KL ne serait rien - il l'a dit lui-même - sans son habituel et formidable scénariste depuis des années, Paul Lafferty (PL). On n'a pas l'équivalent en France même si, ici ou là, à la télévision ou au cinéma, on porte aux nues trop rapidement, trop mécaniquement des talents auxquels il manquera toujours quelque chose pour atteindre cette excellence humaine, cette perfection inventive capable de rassembler, en 90 minutes, tout ce qui représente à la fois les misères, les faiblesses d'une vie mais aussi ses chances et, à force, ses lumières. Dans le brouillard, dans le désespoir, dans la quotidienneté la plus accablante, au moment même où le protagoniste s'effondre parce que la bande ne suffit plus, que la tentation d'un bonheur familial et classique est trop intense, lancinante mais inconcevable, parce que la réalité est trop dure et ses contraintes implacables, quelque chose se lève qui va permettre l'élan, le sursaut, le progrès.
Ce que j'aime passionnément dans les films de ce duo magique tient à ce que l'humanité n'y est jamais abordée exclusivement comme une défaite à venir mais surtout comme un combat où des valeurs, des principes, des règles, une morale infiniment simple parviennent à la longue à s'imposer. Aucune complaisance dans la description et l'analyse des fêlures et des détresses sociales, de l'inéluctable poids des lieux, des origines, du manque d'éducation.
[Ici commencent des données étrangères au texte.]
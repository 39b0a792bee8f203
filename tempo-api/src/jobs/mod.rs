//! Background tasks.

pub mod reschedule_poller;

pub use reschedule_poller::{reschedule_poller_task, PollerMetrics, PollerSnapshot};
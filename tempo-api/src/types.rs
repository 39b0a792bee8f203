//! Request/response DTOs for the REST surface.
//!
//! Wire format is camelCase JSON. Core entities serialize directly in
//! responses; these types cover everything the entities don't.

use serde::{Deserialize, Serialize};
use tempo_core::{
    EntityId, EventStatus, ExceptionKind, Priority, RescheduleStrategy, ScheduleEvent,
    SchedulePlan, ScheduleTask, StrategyKind,
};
use utoipa::ToSchema;

// ============================================================================
// AVAILABILITY
// ============================================================================

/// One rule in a wholesale availability replacement.
#[derive(Debug, Clone, PartialEq, Serialize, Deserialize, ToSchema)]
#[serde(rename_all = "camelCase")]
pub struct AvailabilityRuleInput {
    /// Day of week, Sunday = 0.
    pub day_of_week: i16,
    pub start_min: i32,
    pub end_min: i32,
}

/// PUT /availability body: replaces the user's rules wholesale.
#[derive(Debug, Clone, PartialEq, Serialize, Deserialize, ToSchema)]
#[serde(rename_all = "camelCase")]
pub struct ReplaceAvailabilityRequest {
    pub rules: Vec<AvailabilityRuleInput>,
}

/// POST /availability/exceptions body.
#[derive(Debug, Clone, PartialEq, Serialize, Deserialize, ToSchema)]
#[serde(rename_all = "camelCase")]
pub struct CreateExceptionRequest {
    pub date_ms: i64,
    pub start_min: i32,
    pub end_min: i32,
    pub kind: ExceptionKind,
}

// ============================================================================
// WINDOWS
// ============================================================================

/// Epoch-millisecond date range; `from > to` is always rejected.
#[derive(Debug, Clone, Copy, PartialEq, Serialize, Deserialize, ToSchema)]
#[serde(rename_all = "camelCase")]
pub struct DateRangeQuery {
    pub from_date_ms: i64,
    pub to_date_ms: i64,
}

/// POST /schedule-windows/materialize body.
#[derive(Debug, Clone, Copy, PartialEq, Serialize, Deserialize, ToSchema)]
#[serde(rename_all = "camelCase")]
pub struct MaterializeRequest {
    pub from_date_ms: i64,
    pub to_date_ms: i64,
}

// ============================================================================
// EVENTS
// ============================================================================

/// One event in a batch save. Without an `id` the event is created; with
/// one, the existing event is replaced.
#[derive(Debug, Clone, PartialEq, Serialize, Deserialize, ToSchema)]
#[serde(rename_all = "camelCase")]
pub struct EventInput {
    #[schema(value_type = Option<String>, format = "uuid")]
    pub id: Option<EntityId>,
    #[schema(value_type = String, format = "uuid")]
    pub schedule_task_id: EntityId,
    pub date_ms: i64,
    pub start_min: i32,
    pub end_min: i32,
    pub title: String,
    /// Defaults to `PLANNED`.
    pub status: Option<EventStatus>,
    #[serde(default)]
    pub is_pinned: bool,
}

/// POST /schedule-events body.
#[derive(Debug, Clone, PartialEq, Serialize, Deserialize, ToSchema)]
#[serde(rename_all = "camelCase")]
pub struct SaveEventsRequest {
    #[schema(value_type = String, format = "uuid")]
    pub schedule_plan_id: EntityId,
    pub events: Vec<EventInput>,
}

/// GET /schedule-events query.
#[derive(Debug, Clone, Copy, PartialEq, Serialize, Deserialize, ToSchema)]
#[serde(rename_all = "camelCase")]
pub struct ListEventsQuery {
    /// Defaults to the caller's active plan.
    #[schema(value_type = Option<String>, format = "uuid")]
    pub plan_id: Option<EntityId>,
    pub from_date_ms: i64,
    pub to_date_ms: i64,
}

/// POST /schedule-events/{id}/move body.
#[derive(Debug, Clone, Copy, PartialEq, Serialize, Deserialize, ToSchema)]
#[serde(rename_all = "camelCase")]
pub struct MoveEventRequest {
    pub new_date_ms: i64,
    pub new_start_min: i32,
    pub new_end_min: i32,
}

/// Result of a move; a conflict does not block the move, it signals that a
/// reschedule trigger was enqueued.
#[derive(Debug, Clone, PartialEq, Serialize, Deserialize, ToSchema)]
#[serde(rename_all = "camelCase")]
pub struct MoveEventResponse {
    pub event: ScheduleEvent,
    pub has_conflicts: bool,
    pub conflicting_events: Vec<ScheduleEvent>,
}

/// POST /schedule-events/{id}/complete body.
#[derive(Debug, Clone, Copy, PartialEq, Serialize, Deserialize, ToSchema)]
#[serde(rename_all = "camelCase")]
pub struct CompleteEventRequest {
    pub actual_start_min: i32,
    pub actual_end_min: i32,
}

#[derive(Debug, Clone, PartialEq, Serialize, Deserialize, ToSchema)]
#[serde(rename_all = "camelCase")]
pub struct CompleteEventResponse {
    pub event: ScheduleEvent,
    pub all_parts_completed: bool,
    pub remaining_parts: i64,
    pub total_actual_min: i32,
}

/// POST /schedule-events/{id}/split body.
#[derive(Debug, Clone, Copy, PartialEq, Serialize, Deserialize, ToSchema)]
#[serde(rename_all = "camelCase")]
pub struct SplitEventRequest {
    pub split_point_min: i32,
    /// Defaults to the engine minimum (30 minutes).
    pub min_split_duration_min: Option<i32>,
}

#[derive(Debug, Clone, PartialEq, Serialize, Deserialize, ToSchema)]
#[serde(rename_all = "camelCase")]
pub struct SplitEventResponse {
    pub original_event: ScheduleEvent,
    pub new_event: ScheduleEvent,
    pub total_parts: i32,
}

// ============================================================================
// PLANS & OPTIMIZATION
// ============================================================================

/// POST /schedule-plans/reschedule body.
#[derive(Debug, Clone, Copy, PartialEq, Serialize, Deserialize, ToSchema)]
#[serde(rename_all = "camelCase")]
pub struct TriggerRescheduleRequest {
    /// Defaults to `RIPPLE`.
    pub strategy: Option<RescheduleStrategy>,
}

/// POST /schedule-plans/deep-optimize body.
#[derive(Debug, Clone, Copy, PartialEq, Serialize, Deserialize, ToSchema)]
#[serde(rename_all = "camelCase")]
pub struct DeepOptimizeRequest {
    pub strategy: StrategyKind,
    pub max_time_sec: Option<i32>,
}

/// POST /schedule-plans/optimize-with-fallback body.
#[derive(Debug, Clone, Copy, PartialEq, Serialize, Deserialize, ToSchema)]
#[serde(rename_all = "camelCase")]
pub struct FallbackOptimizeRequest {
    pub max_time_sec: Option<i32>,
}

/// GET /schedule-plans/history query.
#[derive(Debug, Clone, Copy, PartialEq, Serialize, Deserialize, ToSchema)]
#[serde(rename_all = "camelCase")]
pub struct PlanHistoryQuery {
    pub page: Option<i64>,
    pub page_size: Option<i64>,
}

/// Aggregate statistics over a plan's tasks and events.
#[derive(Debug, Clone, PartialEq, Serialize, Deserialize, ToSchema)]
#[serde(rename_all = "camelCase")]
pub struct PlanStats {
    pub total_tasks: i64,
    pub scheduled_tasks: i64,
    pub unscheduled_tasks: i64,
    pub total_duration_min: i64,
    pub scheduled_min: i64,
    /// scheduled minutes / total estimated minutes, in percent.
    pub utilization_pct: f64,
}

impl PlanStats {
    /// Derive stats from a plan's tasks and the events placed for them.
    pub fn compute(tasks: &[ScheduleTask], events: &[ScheduleEvent]) -> Self {
        let total_tasks = tasks.len() as i64;
        let total_duration_min: i64 = tasks.iter().map(|t| i64::from(t.duration_min)).sum();

        let mut scheduled_task_ids = std::collections::HashSet::new();
        let mut scheduled_min: i64 = 0;
        for event in events {
            scheduled_task_ids.insert(event.schedule_task_id);
            scheduled_min += i64::from(event.duration_minutes());
        }

        let scheduled_tasks = scheduled_task_ids.len() as i64;
        let utilization_pct = if total_duration_min > 0 {
            scheduled_min as f64 / total_duration_min as f64 * 100.0
        } else {
            0.0
        };

        Self {
            total_tasks,
            scheduled_tasks,
            unscheduled_tasks: total_tasks - scheduled_tasks,
            total_duration_min,
            scheduled_min,
            utilization_pct,
        }
    }
}

/// Full plan view: the plan, its events in a range, the tasks those events
/// reference, and aggregate stats.
#[derive(Debug, Clone, PartialEq, Serialize, Deserialize, ToSchema)]
#[serde(rename_all = "camelCase")]
pub struct PlanDetailResponse {
    pub plan: SchedulePlan,
    pub events: Vec<ScheduleEvent>,
    pub tasks: Vec<ScheduleTask>,
    pub stats: PlanStats,
}

#[derive(Debug, Clone, PartialEq, Serialize, Deserialize, ToSchema)]
#[serde(rename_all = "camelCase")]
pub struct PlanHistoryResponse {
    pub plans: Vec<SchedulePlan>,
    pub total_count: i64,
}

/// Outcome of an optimization run. An executor failure is reported here
/// (`success: false` + `errorMessage`), not as a transport error.
#[derive(Debug, Clone, PartialEq, Serialize, Deserialize, ToSchema)]
#[serde(rename_all = "camelCase")]
pub struct OptimizationResult {
    pub success: bool,
    pub duration_ms: i64,
    pub tasks_scheduled: i64,
    pub tasks_unscheduled: i64,
    #[serde(skip_serializing_if = "Option::is_none")]
    pub error_message: Option<String>,
    #[serde(skip_serializing_if = "Option::is_none")]
    pub proposed_plan: Option<PlanDetailResponse>,
}

// ============================================================================
// TASKS
// ============================================================================

/// GET /schedule-tasks query.
#[derive(Debug, Clone, Copy, PartialEq, Serialize, Deserialize, ToSchema)]
#[serde(rename_all = "camelCase")]
pub struct ListTasksQuery {
    /// Defaults to the caller's active plan.
    #[schema(value_type = Option<String>, format = "uuid")]
    pub plan_id: Option<EntityId>,
}

// ============================================================================
// HEALTH
// ============================================================================

#[derive(Debug, Clone, PartialEq, Serialize, Deserialize, ToSchema)]
#[serde(rename_all = "camelCase")]
pub struct HealthResponse {
    pub status: String,
    pub store_healthy: bool,
}

// ============================================================================
// INBOUND TASK EVENTS
// ============================================================================

/// Metadata envelope carried by every task-lifecycle event.
#[derive(Debug, Clone, PartialEq, Serialize, Deserialize, ToSchema)]
#[serde(rename_all = "camelCase")]
pub struct EventMeta {
    pub event_id: String,
    pub event_type: String,
    pub source: String,
    pub version: String,
    pub timestamp: i64,
    pub trace_id: Option<String>,
}

/// Task fields carried by created/updated events.
#[derive(Debug, Clone, PartialEq, Serialize, Deserialize, ToSchema)]
#[serde(rename_all = "camelCase")]
pub struct TaskEventPayload {
    #[schema(value_type = String, format = "uuid")]
    pub task_id: EntityId,
    #[schema(value_type = String, format = "uuid")]
    pub user_id: EntityId,
    #[schema(value_type = String, format = "uuid")]
    pub tenant_id: EntityId,
    pub title: String,
    pub duration_min: i32,
    pub priority: Priority,
    #[serde(default)]
    pub is_deep_work: bool,
    pub earliest_start_ms: Option<i64>,
    pub deadline_ms: Option<i64>,
    pub preferred_start_ms: Option<i64>,
    #[serde(default)]
    pub allow_split: bool,
    #[serde(default)]
    pub min_split_duration_min: i32,
    #[serde(default)]
    pub max_split_count: i32,
    #[serde(default)]
    #[schema(value_type = Vec<String>, format = "uuid")]
    pub dependent_task_ids: Vec<EntityId>,
    #[serde(default)]
    pub buffer_before_min: i32,
    #[serde(default)]
    pub buffer_after_min: i32,
    pub category: Option<String>,
}

/// Typed payload of a task-lifecycle event.
#[derive(Debug, Clone, PartialEq, Serialize, Deserialize, ToSchema)]
#[serde(tag = "type", rename_all = "SCREAMING_SNAKE_CASE")]
#[serde(rename_all_fields = "camelCase")]
pub enum TaskEventKind {
    TaskCreated {
        task: TaskEventPayload,
    },
    TaskUpdated {
        task: TaskEventPayload,
    },
    TaskDeleted {
        #[schema(value_type = String, format = "uuid")]
        task_id: EntityId,
        #[schema(value_type = String, format = "uuid")]
        user_id: EntityId,
    },
    TaskBulkDeleted {
        #[schema(value_type = Vec<String>, format = "uuid")]
        task_ids: Vec<EntityId>,
        #[schema(value_type = String, format = "uuid")]
        user_id: EntityId,
    },
}

/// Full inbound event: envelope plus typed payload.
#[derive(Debug, Clone, PartialEq, Serialize, Deserialize, ToSchema)]
#[serde(rename_all = "camelCase")]
pub struct TaskEventEnvelope {
    pub meta: EventMeta,
    #[serde(flatten)]
    pub payload: TaskEventKind,
}

/// Acknowledgement for an ingested event.
#[derive(Debug, Clone, PartialEq, Serialize, Deserialize, ToSchema)]
#[serde(rename_all = "camelCase")]
pub struct EventAck {
    pub event_id: String,
    /// `true` when the event had already been processed and was skipped.
    pub duplicate: bool,
}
La part sombre est à fuir. La misère ne geint pas, elle se révolte comme elle peut.
Il ne suffit pas de souligner que KL et PL qui partage les mêmes opinions politiques que le cinéaste échappent, dans leur fiction nourrie de réalité, au didactisme de l'idéologie. Les rares films moins réussis par ce duo sont précisément ceux où le thème historique et donc naturellement politique rendait plus difficile pour lui la liberté de l'imagination et la soumission à la vérité plus qu'au partisan.
Le tour de force de PL, dans ses histoires, est en même temps de restituer avec justesse "des tranches d'existence" devant lesquelles le spectateur demeure saisi tant elles éclatent d'authenticité douloureuse ou drôle, émouvante ou cynique, abattue ou volontaire, mais de les imprégner d'une tonalité profondément de gauche avec des thèmes qui renvoient à ce qu'il y a d'universel dans la dénonciation d'un monde et d'un réel trop injustes.
La fraternité humaine, la solidarité, la certitude qu'il se trouvera, à tout coup, un bon samaritain, un homme généreux et attentif, une femme compréhensive, l'irruption, même dans l'univers le plus froid, le plus pauvre, de ces grands soleils du coeur, l'amour, l'amitié, l'acharnement à habiter un jour ces territoires qui paraissent inaccessibles, la détestation de cette misère qui humilie, le rire ou la rage pour armes, et toujours, toujours l'aurore au bout de la nuit.
Loach et Lafferty sont modestement, sans se pousser du col comme nos créateurs français souvent au petit pied et d'autant plus contents d'eux-mêmes, des maîtres pour qui sait bien regarder et écouter ce qu'ils nous montrent, ce qu'ils nous disent : on se sort de tous les enfermements et le bonheur n'est pas impossible.